(TASK REQUIREMENTS) Find the word "FeedAdapter" in the data below and copy each line that holds it.

------ SOURCE INFORMATION

//! # Stock Quotes Feed Runtime
//!
//! Runs a quote generator and a feed adapter in one process, connected
//! through the in-memory broker, with a consumer logging every update.
//!
//! ## Startup Sequence
//!
//! 1. Initialise telemetry (logging + metrics)
//! 2. Load configuration (file given as first argument or `SQ_CONFIG`, then env)
//! 3. Build broker, generator, adapter and consumer
//! 4. Start both sides, subscribe the configured items
//! 5. Run until Ctrl+C

use std::path::PathBuf;

use anyhow::{Context, Result};
use feed_runtime::{FeedRuntime, RuntimeConfig};
use feed_telemetry::{encode_metrics, init_telemetry, TelemetryConfig};
use tokio::runtime::Handle;
use tracing::{debug, info};

#[tokio::main]
async fn main() -> Result<()> {
    let _telemetry = init_telemetry(&TelemetryConfig::for_component("feed-runtime"))
        .context("Failed to initialise telemetry")?;

    let path = std::env::args()
        .nth(1)
        .or_else(|| std::env::var("SQ_CONFIG").ok())
        .map(PathBuf::from);
    let config = RuntimeConfig::load(path.as_deref()).context("Failed to load configuration")?;

    let runtime =
        FeedRuntime::build(config, Handle::current()).context("Failed to build feed runtime")?;
    runtime.start().context("Failed to start feed runtime")?;

    info!("Feed is running. Press Ctrl+C to stop.");
    tokio::signal::ctrl_c().await?;

    runtime.shutdown();
    if let Ok(metrics) = encode_metrics() {
        debug!(%metrics, "Final metrics");
    }

    Ok(())
}
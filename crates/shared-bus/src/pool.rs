//! # Message Pool
//!
//! A lazily growing pool of reusable outbound buffers.
//!
//! ```text
//!   acquire()                          release(envelope)
//!      │                                      │
//!      ▼                                      ▼
//!  ┌─────────┐  empty? grow by batch   ┌──────────────┐
//!  │  free   │ ◄────────────────────── │ pool id match│──► ForeignEnvelope
//!  └─────────┘                         └──────────────┘
//! ```
//!
//! The pool never blocks and has no upper bound; growth happens one batch
//! at a time. Each envelope remembers which pool minted it, so returning it
//! to a different pool is rejected instead of silently mixing pools.

use std::ops::{Deref, DerefMut};
use std::sync::atomic::{AtomicU64, Ordering};

use parking_lot::Mutex;
use thiserror::Error;
use tracing::debug;

use feed_telemetry::metrics::POOL_ENVELOPES_ALLOCATED;

static NEXT_POOL_ID: AtomicU64 = AtomicU64::new(1);

/// Errors from pool operations.
#[derive(Debug, Clone, PartialEq, Eq, Error)]
pub enum PoolError {
    /// A pool must grow by at least one envelope.
    #[error("Message pool batch size must be positive")]
    EmptyBatch,

    /// The envelope was minted by a different pool.
    #[error("Message pool error: envelope from pool {found} returned to pool {expected}")]
    ForeignEnvelope { expected: u64, found: u64 },
}

/// A buffer that can be emptied for reuse.
pub trait Recycle: Default + Send {
    /// Clear the contents, keeping allocated capacity where possible.
    fn recycle(&mut self);
}

impl Recycle for Vec<u8> {
    fn recycle(&mut self) {
        self.clear();
    }
}

/// A pooled buffer on loan to a caller.
#[derive(Debug)]
pub struct Envelope<T> {
    pool_id: u64,
    body: T,
}

impl<T> Envelope<T> {
    /// Id of the pool that minted this envelope.
    #[must_use]
    pub fn pool_id(&self) -> u64 {
        self.pool_id
    }
}

impl<T> Deref for Envelope<T> {
    type Target = T;

    fn deref(&self) -> &T {
        &self.body
    }
}

impl<T> DerefMut for Envelope<T> {
    fn deref_mut(&mut self) -> &mut T {
        &mut self.body
    }
}

struct PoolState<T> {
    free: Vec<T>,
    allocated: usize,
}

/// Pool of reusable envelopes growing by a fixed batch.
pub struct MessagePool<T: Recycle> {
    id: u64,
    name: &'static str,
    batch_size: usize,
    state: Mutex<PoolState<T>>,
}

impl<T: Recycle> MessagePool<T> {
    /// Create a pool pre-filled with one batch.
    ///
    /// # Errors
    ///
    /// `PoolError::EmptyBatch` if `batch_size` is zero.
    pub fn new(name: &'static str, batch_size: usize) -> Result<Self, PoolError> {
        if batch_size == 0 {
            return Err(PoolError::EmptyBatch);
        }

        let pool = Self {
            id: NEXT_POOL_ID.fetch_add(1, Ordering::Relaxed),
            name,
            batch_size,
            state: Mutex::new(PoolState {
                free: Vec::with_capacity(batch_size),
                allocated: 0,
            }),
        };
        pool.grow(&mut pool.state.lock());
        Ok(pool)
    }

    /// Take an empty envelope, growing the pool if none is free.
    pub fn acquire(&self) -> Envelope<T> {
        let mut state = self.state.lock();
        if state.free.is_empty() {
            self.grow(&mut state);
        }
        let mut body = state.free.pop().unwrap_or_default();
        body.recycle();

        Envelope {
            pool_id: self.id,
            body,
        }
    }

    /// Return an envelope to the pool.
    ///
    /// # Errors
    ///
    /// `PoolError::ForeignEnvelope` if the envelope belongs to another pool;
    /// the envelope is dropped in that case.
    pub fn release(&self, envelope: Envelope<T>) -> Result<(), PoolError> {
        if envelope.pool_id != self.id {
            return Err(PoolError::ForeignEnvelope {
                expected: self.id,
                found: envelope.pool_id,
            });
        }
        self.state.lock().free.push(envelope.body);
        Ok(())
    }

    /// Envelopes created so far.
    #[must_use]
    pub fn allocated(&self) -> usize {
        self.state.lock().allocated
    }

    /// Envelopes currently free.
    #[must_use]
    pub fn available(&self) -> usize {
        self.state.lock().free.len()
    }

    /// Id stamped on every envelope of this pool.
    #[must_use]
    pub fn id(&self) -> u64 {
        self.id
    }

    fn grow(&self, state: &mut PoolState<T>) {
        state
            .free
            .extend(std::iter::repeat_with(T::default).take(self.batch_size));
        state.allocated += self.batch_size;

        POOL_ENVELOPES_ALLOCATED
            .with_label_values(&[self.name])
            .inc_by(self.batch_size as u64);
        debug!(
            pool = self.name,
            allocated = state.allocated,
            "Message pool grown"
        );
    }
}
//! # sq-01-feed-adapter
//!
//! Consumer-side end of the stock quotes feed.
//!
//! ## Overview
//!
//! This subsystem provides:
//! - **Subscription registry**: one live subscription per item, ids assigned
//!   locally and echoed back by the generator
//! - **Liveness detection**: heartbeat-driven, tells a dead producer from a
//!   dead bus
//! - **Snapshot-once delivery**: the first update a subscription sees is its
//!   snapshot, whatever the producer claims
//! - **Transparent recovery**: bus loss and producer restarts end in a full
//!   re-subscription without duplicating state
//!
//! ## Architecture
//!
//! ```text
//! Consumer ──subscribe/unsubscribe──→ FeedAdapter ──control requests──→ Generator
//!    ↑                                    │  ↑
//!    └────────── on_update ───────────────┘  └──── heartbeats / updates ─────┘
//! ```
//!
//! ## Feed availability as seen by the consumer
//!
//! | Situation | Consumer receives |
//! |-----------|-------------------|
//! | subscribe while feed down | inactive snapshot |
//! | producer silent for one watchdog interval | inactive update per item |
//! | bus connection lost | inactive update per item |
//! | producer (re)appears | fresh snapshot per item, then deltas |
//!
//! ## Example
//!
//! ```rust,ignore
//! use sq_01_feed_adapter::{AdapterConfig, DataProvider, FeedAdapter};
//!
//! let adapter = FeedAdapter::new(AdapterConfig::default(), transport, listener, handle)?;
//! adapter.start();
//! let id = adapter.subscribe("item5", my_handle)?;
//! ```

pub mod config;
pub mod domain;
pub mod error;
pub mod ports;
pub mod service;

pub use config::AdapterConfig;
pub use domain::{inactive_delta, inactive_snapshot, FeedStatus};
pub use error::{SubscriptionError, SubscriptionResult};
pub use ports::{DataProvider, ItemEventListener};
pub use service::FeedAdapter;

------------

(SOLUTION TO THE PROBLEM)
//! Consumer ──subscribe/unsubscribe──→ FeedAdapter ──control requests──→ Generator
//! use sq_01_feed_adapter::{AdapterConfig, DataProvider, FeedAdapter};
//! let adapter = FeedAdapter::new(AdapterConfig::default(), transport, listener, handle)?;
pub use service::FeedAdapter;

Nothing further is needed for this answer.